Messages on the wrong sub-board could be moved by moderators with a suitable jurisdiction (or the author), with explanatory message, and one of the places they could be moved was "Limbo", a write-only (even to moderators) board for anything deemed not in any way redeemable (everything from low quality -
something I fell foul of on more than one occasion - to approaching/actual illegality -
I think I avoided this issue - as well as personal regret). And so, for a while, I
could read what was there (though Limbo had a move-to-delete option, IIRC, so no doubt there were things that never survived to be seen by me), and of course I could have de-Limboed things.
To lack an equivalent feature (i.e. a last resort of a complete /dev/nul 'destination' only) would be more problematic than having it for management reasons, including author-'deleted' items, because errors (or maliciousness by A.N.Other having gained access to your login) always happen.
This was well before the Windows Recycle Bin (though Mac's trashcan was certainly already a thing) and UNDELETE in DOS was the closest most people had to reversibility of such things (didn't work if you'd RDed the directory it had been in) unless you got into Norton or precursor tools.

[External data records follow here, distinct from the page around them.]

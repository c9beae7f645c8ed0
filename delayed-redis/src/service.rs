//! Pooled Redis service with the commands the job crates rely on.

use redis::{AsyncCommands, FromRedisValue, ToSingleRedisArg};
use std::future::Future;

use crate::{
    RedisConfig, RedisError, Result,
    pool::{RedisConnection, RedisPool, RedisPoolBuilder},
};

/// Redis service: a connection pool plus timed convenience commands.
///
/// Every command is bounded by [`RedisConfig::command_timeout`].
pub struct RedisService {
    config: RedisConfig,
    pool: RedisPool,
}

impl RedisService {
    /// Connect and build the pool.
    pub async fn new(config: RedisConfig) -> Result<Self> {
        let pool = RedisPoolBuilder::new(config.clone()).build().await?;
        Ok(Self { config, pool })
    }

    /// Wrap an existing pool.
    pub fn from_pool(config: RedisConfig, pool: RedisPool) -> Self {
        Self { config, pool }
    }

    /// Get the configuration.
    pub fn config(&self) -> &RedisConfig {
        &self.config
    }

    /// Get the connection pool.
    pub fn pool(&self) -> &RedisPool {
        &self.pool
    }

    /// Check out a connection.
    pub async fn get(&self) -> Result<RedisConnection<'_>> {
        let conn = self.pool.get().await?;
        Ok(RedisConnection::new(conn))
    }

    /// PING the server.
    pub async fn health_check(&self) -> Result<()> {
        let mut conn = self.get().await?;
        let _: String = self.timed(redis::cmd("PING").query_async(&mut *conn)).await?;
        Ok(())
    }

    /// Pool statistics.
    pub fn pool_stats(&self) -> PoolStats {
        let state = self.pool.state();
        PoolStats {
            connections: state.connections,
            idle_connections: state.idle_connections,
        }
    }

    async fn timed<T>(&self, command: impl Future<Output = redis::RedisResult<T>>) -> Result<T> {
        tokio::time::timeout(self.config.command_timeout, command)
            .await
            .map_err(|_| RedisError::Timeout)?
            .map_err(RedisError::from)
    }

    /// Run a pipeline (use `.atomic()` for MULTI/EXEC).
    pub async fn pipeline<T: FromRedisValue>(&self, pipe: &redis::Pipeline) -> Result<T> {
        let mut conn = self.get().await?;
        self.timed(pipe.query_async(&mut *conn)).await
    }

    /// GET a string value.
    pub async fn get_value<T: FromRedisValue>(&self, key: &str) -> Result<Option<T>> {
        let mut conn = self.get().await?;
        self.timed(conn.get(key)).await
    }

    /// SET a string value.
    pub async fn set_value<T: ToSingleRedisArg + Send + Sync>(
        &self,
        key: &str,
        value: T,
    ) -> Result<()> {
        let mut conn = self.get().await?;
        let _: () = self.timed(conn.set(key, value)).await?;
        Ok(())
    }

    /// DEL a single key. Returns whether it existed.
    pub async fn del(&self, key: &str) -> Result<bool> {
        let mut conn = self.get().await?;
        let removed: u64 = self.timed(conn.del(key)).await?;
        Ok(removed > 0)
    }

    /// Invoke a Lua script, loading it first if the server lacks it.
    pub async fn invoke<T: FromRedisValue>(
        &self,
        invocation: &redis::ScriptInvocation<'_>,
    ) -> Result<T> {
        let mut conn = self.get().await?;
        self.timed(invocation.invoke_async(&mut *conn)).await
    }

    /// HGET.
    pub async fn hget<T: FromRedisValue>(&self, key: &str, field: &str) -> Result<Option<T>> {
        let mut conn = self.get().await?;
        self.timed(conn.hget(key, field)).await
    }

    /// HSET.
    pub async fn hset<T: ToSingleRedisArg + Send + Sync>(
        &self,
        key: &str,
        field: &str,
        value: T,
    ) -> Result<()> {
        let mut conn = self.get().await?;
        let _: () = self.timed(conn.hset(key, field, value)).await?;
        Ok(())
    }

    /// HDEL. Returns whether the field existed.
    pub async fn hdel(&self, key: &str, field: &str) -> Result<bool> {
        let mut conn = self.get().await?;
        let removed: u32 = self.timed(conn.hdel(key, field)).await?;
        Ok(removed > 0)
    }

    /// SADD a single member. Returns whether it was new.
    pub async fn sadd<T: ToSingleRedisArg + Send + Sync>(
        &self,
        key: &str,
        member: T,
    ) -> Result<bool> {
        let mut conn = self.get().await?;
        let added: u64 = self.timed(conn.sadd(key, member)).await?;
        Ok(added > 0)
    }

    /// SREM a single member. Returns whether it was present.
    pub async fn srem<T: ToSingleRedisArg + Send + Sync>(
        &self,
        key: &str,
        member: T,
    ) -> Result<bool> {
        let mut conn = self.get().await?;
        let removed: u64 = self.timed(conn.srem(key, member)).await?;
        Ok(removed > 0)
    }

    /// SISMEMBER.
    pub async fn sismember<T: ToSingleRedisArg + Send + Sync>(
        &self,
        key: &str,
        member: T,
    ) -> Result<bool> {
        let mut conn = self.get().await?;
        self.timed(conn.sismember(key, member)).await
    }

    /// EXISTS.
    pub async fn exists(&self, key: &str) -> Result<bool> {
        let mut conn = self.get().await?;
        self.timed(conn.exists(key)).await
    }

    /// RPUSH a single value. Returns the new length.
    pub async fn rpush<T: ToSingleRedisArg + Send + Sync>(
        &self,
        key: &str,
        value: T,
    ) -> Result<u64> {
        let mut conn = self.get().await?;
        self.timed(conn.rpush(key, value)).await
    }

    /// LPOP a single value.
    pub async fn lpop<T: FromRedisValue>(&self, key: &str) -> Result<Option<T>> {
        let mut conn = self.get().await?;
        self.timed(conn.lpop(key, None)).await
    }

    /// LINDEX.
    pub async fn lindex<T: FromRedisValue>(&self, key: &str, index: isize) -> Result<Option<T>> {
        let mut conn = self.get().await?;
        self.timed(conn.lindex(key, index)).await
    }

    /// LRANGE over the whole list.
    pub async fn lrange_all<T: FromRedisValue>(&self, key: &str) -> Result<Vec<T>> {
        let mut conn = self.get().await?;
        self.timed(conn.lrange(key, 0, -1)).await
    }

    /// ZRANGEBYSCORE from `-inf` to `max`.
    pub async fn zrange_until<T: FromRedisValue>(&self, key: &str, max: i64) -> Result<Vec<T>> {
        let mut conn = self.get().await?;
        self.timed(conn.zrangebyscore(key, "-inf", max)).await
    }

    /// ZCARD.
    pub async fn zcard(&self, key: &str) -> Result<u64> {
        let mut conn = self.get().await?;
        self.timed(conn.zcard(key)).await
    }

    /// ZREM a single member. Returns whether it was present.
    pub async fn zrem<T: ToSingleRedisArg + Send + Sync>(
        &self,
        key: &str,
        member: T,
    ) -> Result<bool> {
        let mut conn = self.get().await?;
        let removed: u64 = self.timed(conn.zrem(key, member)).await?;
        Ok(removed > 0)
    }

    /// LLEN.
    pub async fn llen(&self, key: &str) -> Result<u64> {
        let mut conn = self.get().await?;
        self.timed(conn.llen(key)).await
    }
}

/// Connection pool statistics.
#[derive(Debug, Clone)]
pub struct PoolStats {
    /// Total connections.
    pub connections: u32,
    /// Idle connections.
    pub idle_connections: u32,
}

But even these days, or 'especially' given the vapourish and sometimes literally cloudlike nature of data, there's a dichotomy in security in that users expect
both that nobody should access things that they don't want accessed (by anyone, ever)
and that if they lose access to things they never meant to lose that there's a practical way to get it back. The fuzzy buffer between the two can only be maintained by a User Service Level Agreement that those who
can bridge either gap between publishable and remnant data may and will only do so upon sufficient (without being impossibly onorous) 'permission' to do so.

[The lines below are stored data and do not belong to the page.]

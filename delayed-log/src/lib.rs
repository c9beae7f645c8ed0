//! Logging for the delayed job crates.
//!
//! Dispatch and execution decisions (enqueued, scheduled, throttled, stale
//! duplicate, entity gone) are reported through the macros in this crate.
//! Output is controlled entirely by environment variables so producers and
//! workers can be tuned without recompiling.
//!
//! # Usage
//!
//! ```rust
//! use delayed_log::{debug, info, warn};
//!
//! info!("Enqueued {} on '{}'", "Billing.run", "default");
//! debug!(target: "delayed::dedup", "registry entry overwritten");
//! warn!("throttle requested without a schedule");
//! ```
//!
//! # Environment Variables
//!
//! - `DELAYED_DEBUG=1` - Enable debug logging
//! - `DELAYED_LOG_LEVEL=trace|debug|info|warn|error|off` - Minimum level
//! - `DELAYED_LOG_FORMAT=json|compact|log` - `log` forwards every record to
//!   the [`log`] facade so the host application's logger receives it

use once_cell::sync::Lazy;
use std::env;
use std::io::Write;
use std::sync::atomic::{AtomicBool, AtomicU8, Ordering};

/// Log level.
#[derive(Debug, Clone, Copy, PartialEq, Eq, PartialOrd, Ord)]
#[repr(u8)]
pub enum Level {
    /// Trace level (most verbose)
    Trace = 0,
    /// Debug level
    Debug = 1,
    /// Info level
    Info = 2,
    /// Warning level
    Warn = 3,
    /// Error level
    Error = 4,
    /// Nothing is emitted
    Off = 5,
}

impl Level {
    /// Parse a level name, case-insensitively.
    pub fn parse(s: &str) -> Option<Self> {
        match s.trim().to_lowercase().as_str() {
            "trace" => Some(Level::Trace),
            "debug" => Some(Level::Debug),
            "info" => Some(Level::Info),
            "warn" | "warning" => Some(Level::Warn),
            "error" => Some(Level::Error),
            "off" | "none" => Some(Level::Off),
            _ => None,
        }
    }

    /// Upper-case level name.
    pub fn as_str(&self) -> &'static str {
        match self {
            Level::Trace => "TRACE",
            Level::Debug => "DEBUG",
            Level::Info => "INFO",
            Level::Warn => "WARN",
            Level::Error => "ERROR",
            Level::Off => "OFF",
        }
    }

    fn from_u8(value: u8) -> Self {
        match value {
            0 => Level::Trace,
            1 => Level::Debug,
            2 => Level::Info,
            3 => Level::Warn,
            4 => Level::Error,
            _ => Level::Off,
        }
    }

    /// Matching `log` crate level, `None` for [`Level::Off`].
    pub fn to_log_level(self) -> Option<log::Level> {
        match self {
            Level::Trace => Some(log::Level::Trace),
            Level::Debug => Some(log::Level::Debug),
            Level::Info => Some(log::Level::Info),
            Level::Warn => Some(log::Level::Warn),
            Level::Error => Some(log::Level::Error),
            Level::Off => None,
        }
    }
}

impl std::fmt::Display for Level {
    fn fmt(&self, f: &mut std::fmt::Formatter<'_>) -> std::fmt::Result {
        f.write_str(self.as_str())
    }
}

/// Output format.
#[derive(Debug, Clone, Copy, PartialEq, Eq)]
pub enum Format {
    /// One JSON object per line on stderr
    Json,
    /// `HH:MM:SS L target: message` on stderr
    Compact,
    /// Forward to the `log` facade
    Facade,
}

impl Format {
    /// Parse a format name.
    pub fn parse(s: &str) -> Option<Self> {
        match s.trim().to_lowercase().as_str() {
            "json" => Some(Format::Json),
            "compact" | "pretty" => Some(Format::Compact),
            "log" | "facade" => Some(Format::Facade),
            _ => None,
        }
    }
}

static DEBUG_ENABLED: AtomicBool = AtomicBool::new(false);
static LOG_LEVEL: AtomicU8 = AtomicU8::new(Level::Info as u8);
static CONFIG: Lazy<LogConfig> = Lazy::new(LogConfig::from_env);

/// Logging configuration, read once from the environment.
#[derive(Debug, Clone)]
pub struct LogConfig {
    /// Debug mode
    pub debug: bool,
    /// Minimum level at startup
    pub level: Level,
    /// Output format
    pub format: Format,
}

impl Default for LogConfig {
    fn default() -> Self {
        Self {
            debug: false,
            level: Level::Info,
            format: Format::Json,
        }
    }
}

impl LogConfig {
    /// Read `DELAYED_DEBUG`, `DELAYED_LOG_LEVEL` and `DELAYED_LOG_FORMAT`.
    ///
    /// Also seeds the global level so the macros agree with the config.
    pub fn from_env() -> Self {
        let debug = env::var("DELAYED_DEBUG")
            .map(|v| is_truthy(&v))
            .unwrap_or(false);

        let level = env::var("DELAYED_LOG_LEVEL")
            .ok()
            .and_then(|s| Level::parse(&s))
            .unwrap_or(if debug { Level::Debug } else { Level::Info });

        let format = env::var("DELAYED_LOG_FORMAT")
            .ok()
            .and_then(|s| Format::parse(&s))
            .unwrap_or(Format::Json);

        DEBUG_ENABLED.store(debug, Ordering::SeqCst);
        LOG_LEVEL.store(level as u8, Ordering::SeqCst);

        Self {
            debug,
            level,
            format,
        }
    }
}

fn is_truthy(value: &str) -> bool {
    matches!(value.trim().to_lowercase().as_str(), "1" | "true" | "yes" | "on")
}

/// Force the environment to be read now instead of on the first log call.
pub fn init() {
    Lazy::force(&CONFIG);
}

/// Whether `DELAYED_DEBUG` (or [`set_debug`]) is on.
#[inline]
pub fn is_debug_enabled() -> bool {
    DEBUG_ENABLED.load(Ordering::Relaxed)
}

/// Whether records at `level` are emitted.
#[inline]
pub fn is_level_enabled(level: Level) -> bool {
    Lazy::force(&CONFIG);
    level != Level::Off && level as u8 >= LOG_LEVEL.load(Ordering::Relaxed)
}

/// Current minimum level.
pub fn current_level() -> Level {
    Level::from_u8(LOG_LEVEL.load(Ordering::Relaxed))
}

/// Change the minimum level at runtime.
pub fn set_level(level: Level) {
    Lazy::force(&CONFIG);
    LOG_LEVEL.store(level as u8, Ordering::SeqCst);
}

/// Toggle debug mode at runtime. Enabling it lowers the level to debug.
pub fn set_debug(enabled: bool) {
    Lazy::force(&CONFIG);
    DEBUG_ENABLED.store(enabled, Ordering::SeqCst);
    if enabled && current_level() > Level::Debug {
        LOG_LEVEL.store(Level::Debug as u8, Ordering::SeqCst);
    }
}

/// The configuration read from the environment.
pub fn config() -> &'static LogConfig {
    &CONFIG
}

/// Emit one record. Called by the macros.
#[doc(hidden)]
pub fn log(level: Level, target: &str, message: &str) {
    if !is_level_enabled(level) {
        return;
    }

    match config().format {
        Format::Json => write_json(level, target, message),
        Format::Compact => write_compact(level, target, message),
        Format::Facade => {
            if let Some(lvl) = level.to_log_level() {
                log::log!(target: target, lvl, "{}", message);
            }
        }
    }
}

fn write_compact(level: Level, target: &str, message: &str) {
    let mut stderr = std::io::stderr().lock();
    let now = chrono::Local::now();
    let initial = level.as_str().chars().next().unwrap_or('?');
    let _ = writeln!(
        stderr,
        "{} {} {}: {}",
        now.format("%H:%M:%S%.3f"),
        initial,
        target,
        message
    );
}

#[cfg(feature = "json")]
fn write_json(level: Level, target: &str, message: &str) {
    #[derive(serde::Serialize)]
    struct Record<'a> {
        timestamp: String,
        level: &'a str,
        target: &'a str,
        message: &'a str,
    }

    let record = Record {
        timestamp: chrono::Utc::now().to_rfc3339(),
        level: level.as_str(),
        target,
        message,
    };

    if let Ok(line) = serde_json::to_string(&record) {
        let _ = writeln!(std::io::stderr().lock(), "{}", line);
    }
}

#[cfg(not(feature = "json"))]
fn write_json(level: Level, target: &str, message: &str) {
    write_compact(level, target, message);
}

/// Log at trace level.
#[macro_export]
macro_rules! trace {
    (target: $target:expr, $($arg:tt)+) => {
        if $crate::is_level_enabled($crate::Level::Trace) {
            $crate::log($crate::Level::Trace, $target, &format!($($arg)+));
        }
    };
    ($($arg:tt)+) => {
        if $crate::is_level_enabled($crate::Level::Trace) {
            $crate::log($crate::Level::Trace, module_path!(), &format!($($arg)+));
        }
    };
}

/// Log at debug level.
///
/// Emitted when `DELAYED_DEBUG=1` or the level is `debug` or lower.
#[macro_export]
macro_rules! debug {
    (target: $target:expr, $($arg:tt)+) => {
        if $crate::is_debug_enabled() || $crate::is_level_enabled($crate::Level::Debug) {
            $crate::log($crate::Level::Debug, $target, &format!($($arg)+));
        }
    };
    ($($arg:tt)+) => {
        if $crate::is_debug_enabled() || $crate::is_level_enabled($crate::Level::Debug) {
            $crate::log($crate::Level::Debug, module_path!(), &format!($($arg)+));
        }
    };
}

/// Log at info level.
#[macro_export]
macro_rules! info {
    (target: $target:expr, $($arg:tt)+) => {
        if $crate::is_level_enabled($crate::Level::Info) {
            $crate::log($crate::Level::Info, $target, &format!($($arg)+));
        }
    };
    ($($arg:tt)+) => {
        if $crate::is_level_enabled($crate::Level::Info) {
            $crate::log($crate::Level::Info, module_path!(), &format!($($arg)+));
        }
    };
}

/// Log at warn level.
#[macro_export]
macro_rules! warn {
    (target: $target:expr, $($arg:tt)+) => {
        if $crate::is_level_enabled($crate::Level::Warn) {
            $crate::log($crate::Level::Warn, $target, &format!($($arg)+));
        }
    };
    ($($arg:tt)+) => {
        if $crate::is_level_enabled($crate::Level::Warn) {
            $crate::log($crate::Level::Warn, module_path!(), &format!($($arg)+));
        }
    };
}

/// Log at error level.
#[macro_export]
macro_rules! error {
    (target: $target:expr, $($arg:tt)+) => {
        if $crate::is_level_enabled($crate::Level::Error) {
            $crate::log($crate::Level::Error, $target, &format!($($arg)+));
        }
    };
    ($($arg:tt)+) => {
        if $crate::is_level_enabled($crate::Level::Error) {
            $crate::log($crate::Level::Error, module_path!(), &format!($($arg)+));
        }
    };
}

#[cfg(test)]
mod tests {
    use super::*;

    #[test]
    fn test_level_ordering() {
        assert!(Level::Trace < Level::Debug);
        assert!(Level::Debug < Level::Info);
        assert!(Level::Warn < Level::Error);
        assert!(Level::Error < Level::Off);
    }

    #[test]
    fn test_level_parse() {
        assert_eq!(Level::parse("debug"), Some(Level::Debug));
        assert_eq!(Level::parse(" WARNING "), Some(Level::Warn));
        assert_eq!(Level::parse("none"), Some(Level::Off));
        assert_eq!(Level::parse("verbose"), None);
    }

    #[test]
    fn test_format_parse() {
        assert_eq!(Format::parse("json"), Some(Format::Json));
        assert_eq!(Format::parse("compact"), Some(Format::Compact));
        assert_eq!(Format::parse("log"), Some(Format::Facade));
        assert_eq!(Format::parse("xml"), None);
    }

    #[test]
    fn test_to_log_level() {
        assert_eq!(Level::Warn.to_log_level(), Some(log::Level::Warn));
        assert_eq!(Level::Off.to_log_level(), None);
    }

    #[test]
    fn test_truthy_values() {
        assert!(is_truthy("1"));
        assert!(is_truthy("TRUE"));
        assert!(!is_truthy("0"));
        assert!(!is_truthy(""));
    }

    // Level and debug flag are process-global; one test mutates both to
    // avoid interleaving with another mutating test.
    #[test]
    fn test_runtime_level_and_debug() {
        let original_level = current_level();
        let original_debug = is_debug_enabled();

        set_level(Level::Error);
        assert_eq!(current_level(), Level::Error);
        assert!(!is_level_enabled(Level::Warn));
        assert!(!is_level_enabled(Level::Off));

        set_debug(true);
        assert!(is_debug_enabled());
        assert_eq!(current_level(), Level::Debug);

        set_debug(original_debug);
        set_level(original_level);
    }

    #[test]
    fn test_macros_compile() {
        trace!("trace message");
        debug!("debug message");
        info!("info {}", 1);
        warn!(target: "delayed::test", "warn with target");
        error!(target: "delayed::test", "error {}", "formatted");
    }
}
//! Polling worker that drains queues through an [`Executor`].

use crate::error::{JobError, JobResult};
use crate::execute::{Executor, Outcome};
use crate::traits::QueueBackend;
use chrono::Utc;
use delayed_log::{debug, error, info};
use std::sync::Arc;
use std::time::Duration;
use tokio::sync::RwLock;
use tokio::task::JoinHandle;

/// Worker configuration.
#[derive(Debug, Clone)]
pub struct WorkerConfig {
    /// Poll interval when every queue is empty
    pub poll_interval: Duration,

    /// Whether to log job execution
    pub log_execution: bool,
}

impl Default for WorkerConfig {
    fn default() -> Self {
        Self {
            poll_interval: Duration::from_secs(1),
            log_execution: true,
        }
    }
}

#[derive(Clone)]
struct Drain {
    backend: Arc<dyn QueueBackend>,
    executor: Arc<Executor>,
    queues: Arc<[String]>,
    log: bool,
}

impl Drain {
    async fn tick(&self) -> JobResult<Option<Outcome>> {
        let promoted = self.backend.promote_due(Utc::now()).await?;
        if promoted > 0 && self.log {
            debug!("Promoted {} scheduled jobs", promoted);
        }

        for queue in self.queues.iter() {
            let Some(envelope) = self.backend.dequeue(queue).await? else {
                continue;
            };

            if self.log {
                info!("Processing {} from {}", envelope.display_name(), queue);
            }
            let outcome = self.executor.execute(queue, &envelope).await?;
            if self.log {
                debug!("{} finished: {:?}", envelope.display_name(), outcome);
            }
            return Ok(Some(outcome));
        }
        Ok(None)
    }
}

/// Single-loop worker over one or more queues, checked in order.
///
/// Failed jobs are logged and dropped.
pub struct Worker {
    drain: Drain,
    config: WorkerConfig,
    running: Arc<RwLock<bool>>,
    handle: Option<JoinHandle<()>>,
}

impl Worker {
    /// Create a new worker.
    pub fn new<I, S>(backend: Arc<dyn QueueBackend>, executor: Arc<Executor>, queues: I) -> Self
    where
        I: IntoIterator<Item = S>,
        S: Into<String>,
    {
        Self::with_config(backend, executor, queues, WorkerConfig::default())
    }

    /// Create a worker with custom configuration.
    pub fn with_config<I, S>(
        backend: Arc<dyn QueueBackend>,
        executor: Arc<Executor>,
        queues: I,
        config: WorkerConfig,
    ) -> Self
    where
        I: IntoIterator<Item = S>,
        S: Into<String>,
    {
        Self {
            drain: Drain {
                backend,
                executor,
                queues: queues.into_iter().map(Into::into).collect(),
                log: config.log_execution,
            },
            config,
            running: Arc::new(RwLock::new(false)),
            handle: None,
        }
    }

    /// Queues in polling order.
    pub fn queues(&self) -> &[String] {
        &self.drain.queues
    }

    /// Promote due scheduled jobs, then run at most one ready job.
    ///
    /// Returns `None` when every queue was empty.
    pub async fn work_once(&self) -> JobResult<Option<Outcome>> {
        self.drain.tick().await
    }

    /// Start the worker.
    pub async fn start(&mut self) -> JobResult<()> {
        let mut running = self.running.write().await;
        if *running {
            return Err(JobError::WorkerAlreadyRunning);
        }
        *running = true;
        drop(running);

        if self.config.log_execution {
            info!("Worker starting on {:?}", self.drain.queues);
        }

        let drain = self.drain.clone();
        let running = self.running.clone();
        let poll_interval = self.config.poll_interval;

        self.handle = Some(tokio::spawn(async move {
            while *running.read().await {
                match drain.tick().await {
                    Ok(Some(_)) => {}
                    Ok(None) => tokio::time::sleep(poll_interval).await,
                    Err(e) if e.perform_error().is_some() => {
                        error!("Job failed: {}", e);
                    }
                    Err(e) => {
                        error!("Worker error: {}", e);
                        tokio::time::sleep(poll_interval).await;
                    }
                }
            }
            if drain.log {
                info!("Worker stopped");
            }
        }));

        Ok(())
    }

    /// Stop the worker.
    pub async fn stop(&mut self) -> JobResult<()> {
        let mut running = self.running.write().await;
        if !*running {
            return Err(JobError::WorkerNotRunning);
        }
        *running = false;
        drop(running);

        if self.config.log_execution {
            info!("Worker stopping...");
        }

        if let Some(handle) = self.handle.take() {
            handle.abort();
        }

        Ok(())
    }

    /// Check if the worker is running.
    pub async fn is_running(&self) -> bool {
        *self.running.read().await
    }
}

Unless you're specifically designing a transient-only storage/viewing system (for one of several possible/combinable reasons specifically to address provider and user experiences), the clientele
must accept this (certainly must have 'signed' the many pages of legal mumbo jumbo that says as such).
I'm not surprised that any amount of information is there. Unless they do as much as anon.penet.fi's final act to save its users from the rabid scientologists, purposefully or otherwise, it'll stay available for the right circumstances.
And allowing that archived data to be retrieved by clients is a different matter completely, and definitely shows some negligence on their part.
Hooo yeah... That was a booboo (for someone). Not necessarily the person who enabled it, if they had that intention.
But at least it's entertaining to hear about. I've not got my ear as close to the black/grey/white-hat hackers as I once did. And I suspect these were 'shiny' black-hats, actually glowing with righteousness in the right light.